BEGIN PROVIDED ENTRIES
use super::is_modifier;
use itertools::Itertools;
use std::collections::BTreeSet;

/// Set of canonical key tokens making up one hotkey
pub type KeySet = BTreeSet<String>;

const SEPARATOR: char = '+';

/// Compose a hotkey string from a set of canonical tokens.
///
/// Modifiers come first, then the remaining keys, each group sorted, so the
/// same set always yields the same string regardless of press order.
pub fn encode<'a, I>(tokens: I) -> String
where
    I: IntoIterator<Item = &'a String>,
{
    let (modifiers, others): (Vec<&String>, Vec<&String>) =
        tokens.into_iter().partition(|t| is_modifier(t));

    modifiers
        .into_iter()
        .sorted()
        .chain(others.into_iter().sorted())
        .dedup()
        .join("+")
}

/// Split a hotkey string into its token set.
///
/// The `+` key itself is a valid token: a `+` found where a token is expected
/// is read as the key rather than as a separator.
pub fn decode(hotkey: &str) -> KeySet {
    let mut tokens = KeySet::new();
    let mut rest = hotkey;

    while !rest.is_empty() {
        let token_len = if rest.starts_with(SEPARATOR) {
            SEPARATOR.len_utf8()
        } else {
            rest.find(SEPARATOR).unwrap_or(rest.len())
        };

        tokens.insert(rest[..token_len].to_string());
        rest = &rest[token_len..];
        rest = rest.strip_prefix(SEPARATOR).unwrap_or(rest);
    }

    tokens
}

/// True when the hotkey is one non-modifier key pressed on its own
pub fn is_single_key(parts: &KeySet) -> bool {
    parts.len() == 1 && parts.iter().all(|p| !is_modifier(p))
}

#[cfg(test)]
mod tests {
    use super::*;

    fn set(tokens: &[&str]) -> KeySet {
        tokens.iter().map(|t| t.to_string()).collect()
    }

    #[test]
    fn test_encode_orders_modifiers_first() {
        assert_eq!(encode(&set(&["s", "ctrl"])), "ctrl+s");
        assert_eq!(encode(&set(&["p", "shift", "ctrl"])), "ctrl+shift+p");
        assert_eq!(encode(&set(&["win", "alt", "b", "a"])), "alt+win+a+b");
        assert_eq!(encode(&set(&["f5"])), "f5");
    }

    #[test]
    fn test_encode_is_independent_of_input_order() {
        let pressed = vec!["x".to_string(), "shift".to_string(), "ctrl".to_string()];
        let reversed: Vec<String> = pressed.iter().rev().cloned().collect();
        assert_eq!(encode(&pressed), encode(&reversed));
        assert_eq!(encode(&pressed), "ctrl+shift+x");
    }

    #[test]
    fn test_encode_empty_set() {
        assert_eq!(encode(&KeySet::new()), "");
    }

    #[test]
    fn test_decode_splits_on_plus() {
        assert_eq!(decode("ctrl+shift+p"), set(&["ctrl", "shift", "p"]));
        assert_eq!(decode("q"), set(&["q"]));
        assert!(decode("").is_empty());
    }

    #[test]
    fn test_plus_key_round_trips() {
        for tokens in [
            set(&["+"]),
            set(&["ctrl", "+"]),
            set(&["ctrl", "+", "a"]),
            set(&["shift", "+", "-"]),
        ] {
            assert_eq!(decode(&encode(&tokens)), tokens, "{}", encode(&tokens));
        }
    }

    #[test]
    fn test_round_trip_law() {
        let samples = [
            set(&["a"]),
            set(&["ctrl"]),
            set(&["ctrl", "s"]),
            set(&["ctrl", "alt", "shift", "win", "del"]),
            set(&["f1", "f2", "space"]),
            set(&["alt", "ä", "ß"]),
        ];
        for tokens in samples {
            assert_eq!(decode(&encode(&tokens)), tokens);
        }
    }

    #[test]
    fn test_is_single_key() {
        assert!(is_single_key(&set(&["q"])));
        assert!(!is_single_key(&set(&["ctrl"])));
        assert!(!is_single_key(&set(&["ctrl", "q"])));
        assert!(!is_single_key(&KeySet::new()));
    }
}
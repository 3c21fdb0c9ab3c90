use crate::config::Prompt;
use std::collections::VecDeque;

/// The prompts currently on screen.
///
/// Index 0 is the newest entry, furthest from being typed; the last entry is
/// the active prompt the keyboard is judged against.
#[derive(Debug, Default, Clone)]
pub struct DisplayQueue {
    entries: VecDeque<Prompt>,
}

impl DisplayQueue {
    pub fn new() -> Self {
        Self::default()
    }

    /// Replace the contents with a freshly scheduled batch.
    ///
    /// The first prompt of the batch becomes the active one, so a sequence
    /// group is typed in the order it was written.
    pub fn fill(&mut self, batch: Vec<Prompt>) {
        self.entries = batch.into_iter().rev().collect();
    }

    pub fn active(&self) -> Option<&Prompt> {
        self.entries.back()
    }

    /// The prompt that becomes active after the current one is answered
    pub fn upcoming(&self) -> Option<&Prompt> {
        self.entries.iter().rev().nth(1)
    }

    pub fn pop_active(&mut self) -> Option<Prompt> {
        self.entries.pop_back()
    }

    pub fn push_newest(&mut self, prompt: Prompt) {
        self.entries.push_front(prompt);
    }

    /// Drop every entry for `name`, returning how many were removed
    pub fn remove_named(&mut self, name: &str) -> usize {
        let before = self.entries.len();
        self.entries.retain(|p| p.name != name);
        before - self.entries.len()
    }

    pub fn clear(&mut self) {
        self.entries.clear();
    }

    pub fn len(&self) -> usize {
        self.entries.len()
    }

    pub fn is_empty(&self) -> bool {
        self.entries.is_empty()
    }

    /// Entries from newest (top of the screen) to active (bottom)
    pub fn iter(&self) -> impl Iterator<Item = &Prompt> {
        self.entries.iter()
    }
}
END PROVIDED ENTRIES
● DIRECTIONS
Return the full material exactly.

● SOLUTION BELOW
use super::is_modifier;
use itertools::Itertools;
use std::collections::BTreeSet;

/// Set of canonical key tokens making up one hotkey
pub type KeySet = BTreeSet<String>;

const SEPARATOR: char = '+';

/// Compose a hotkey string from a set of canonical tokens.
///
/// Modifiers come first, then the remaining keys, each group sorted, so the
/// same set always yields the same string regardless of press order.
pub fn encode<'a, I>(tokens: I) -> String
where
    I: IntoIterator<Item = &'a String>,
{
    let (modifiers, others): (Vec<&String>, Vec<&String>) =
        tokens.into_iter().partition(|t| is_modifier(t));

    modifiers
        .into_iter()
        .sorted()
        .chain(others.into_iter().sorted())
        .dedup()
        .join("+")
}

/// Split a hotkey string into its token set.
///
/// The `+` key itself is a valid token: a `+` found where a token is expected
/// is read as the key rather than as a separator.
pub fn decode(hotkey: &str) -> KeySet {
    let mut tokens = KeySet::new();
    let mut rest = hotkey;

    while !rest.is_empty() {
        let token_len = if rest.starts_with(SEPARATOR) {
            SEPARATOR.len_utf8()
        } else {
            rest.find(SEPARATOR).unwrap_or(rest.len())
        };

        tokens.insert(rest[..token_len].to_string());
        rest = &rest[token_len..];
        rest = rest.strip_prefix(SEPARATOR).unwrap_or(rest);
    }

    tokens
}

/// True when the hotkey is one non-modifier key pressed on its own
pub fn is_single_key(parts: &KeySet) -> bool {
    parts.len() == 1 && parts.iter().all(|p| !is_modifier(p))
}

#[cfg(test)]
mod tests {
    use super::*;

    fn set(tokens: &[&str]) -> KeySet {
        tokens.iter().map(|t| t.to_string()).collect()
    }

    #[test]
    fn test_encode_orders_modifiers_first() {
        assert_eq!(encode(&set(&["s", "ctrl"])), "ctrl+s");
        assert_eq!(encode(&set(&["p", "shift", "ctrl"])), "ctrl+shift+p");
        assert_eq!(encode(&set(&["win", "alt", "b", "a"])), "alt+win+a+b");
        assert_eq!(encode(&set(&["f5"])), "f5");
    }

    #[test]
    fn test_encode_is_independent_of_input_order() {
        let pressed = vec!["x".to_string(), "shift".to_string(), "ctrl".to_string()];
        let reversed: Vec<String> = pressed.iter().rev().cloned().collect();
        assert_eq!(encode(&pressed), encode(&reversed));
        assert_eq!(encode(&pressed), "ctrl+shift+x");
    }

    #[test]
    fn test_encode_empty_set() {
        assert_eq!(encode(&KeySet::new()), "");
    }

    #[test]
    fn test_decode_splits_on_plus() {
        assert_eq!(decode("ctrl+shift+p"), set(&["ctrl", "shift", "p"]));
        assert_eq!(decode("q"), set(&["q"]));
        assert!(decode("").is_empty());
    }

    #[test]
    fn test_plus_key_round_trips() {
        for tokens in [
            set(&["+"]),
            set(&["ctrl", "+"]),
            set(&["ctrl", "+", "a"]),
            set(&["shift", "+", "-"]),
        ] {
            assert_eq!(decode(&encode(&tokens)), tokens, "{}", encode(&tokens));
        }
    }

    #[test]
    fn test_round_trip_law() {
        let samples = [
            set(&["a"]),
            set(&["ctrl"]),
            set(&["ctrl", "s"]),
            set(&["ctrl", "alt", "shift", "win", "del"]),
            set(&["f1", "f2", "space"]),
            set(&["alt", "ä", "ß"]),
        ];
        for tokens in samples {
            assert_eq!(decode(&encode(&tokens)), tokens);
        }
    }

    #[test]
    fn test_is_single_key() {
        assert!(is_single_key(&set(&["q"])));
        assert!(!is_single_key(&set(&["ctrl"])));
        assert!(!is_single_key(&set(&["ctrl", "q"])));
        assert!(!is_single_key(&KeySet::new()));
    }
}
repository 3c21fdb0c9ab3c90
use crate::config::Prompt;
use std::collections::VecDeque;

/// The prompts currently on screen.
///
/// Index 0 is the newest entry, furthest from being typed; the last entry is
/// the active prompt the keyboard is judged against.
#[derive(Debug, Default, Clone)]
pub struct DisplayQueue {
    entries: VecDeque<Prompt>,
}

impl DisplayQueue {
    pub fn new() -> Self {
        Self::default()
    }

    /// Replace the contents with a freshly scheduled batch.
    ///
    /// The first prompt of the batch becomes the active one, so a sequence
    /// group is typed in the order it was written.
    pub fn fill(&mut self, batch: Vec<Prompt>) {
        self.entries = batch.into_iter().rev().collect();
    }

    pub fn active(&self) -> Option<&Prompt> {
        self.entries.back()
    }

    /// The prompt that becomes active after the current one is answered
    pub fn upcoming(&self) -> Option<&Prompt> {
        self.entries.iter().rev().nth(1)
    }

    pub fn pop_active(&mut self) -> Option<Prompt> {
        self.entries.pop_back()
    }

    pub fn push_newest(&mut self, prompt: Prompt) {
        self.entries.push_front(prompt);
    }

    /// Drop every entry for `name`, returning how many were removed
    pub fn remove_named(&mut self, name: &str) -> usize {
        let before = self.entries.len();
        self.entries.retain(|p| p.name != name);
        before - self.entries.len()
    }

    pub fn clear(&mut self) {
        self.entries.clear();
    }

    pub fn len(&self) -> usize {
        self.entries.len()
    }

    pub fn is_empty(&self) -> bool {
        self.entries.is_empty()
    }

    /// Entries from newest (top of the screen) to active (bottom)
    pub fn iter(&self) -> impl Iterator<Item = &Prompt> {
        self.entries.iter()
    }
}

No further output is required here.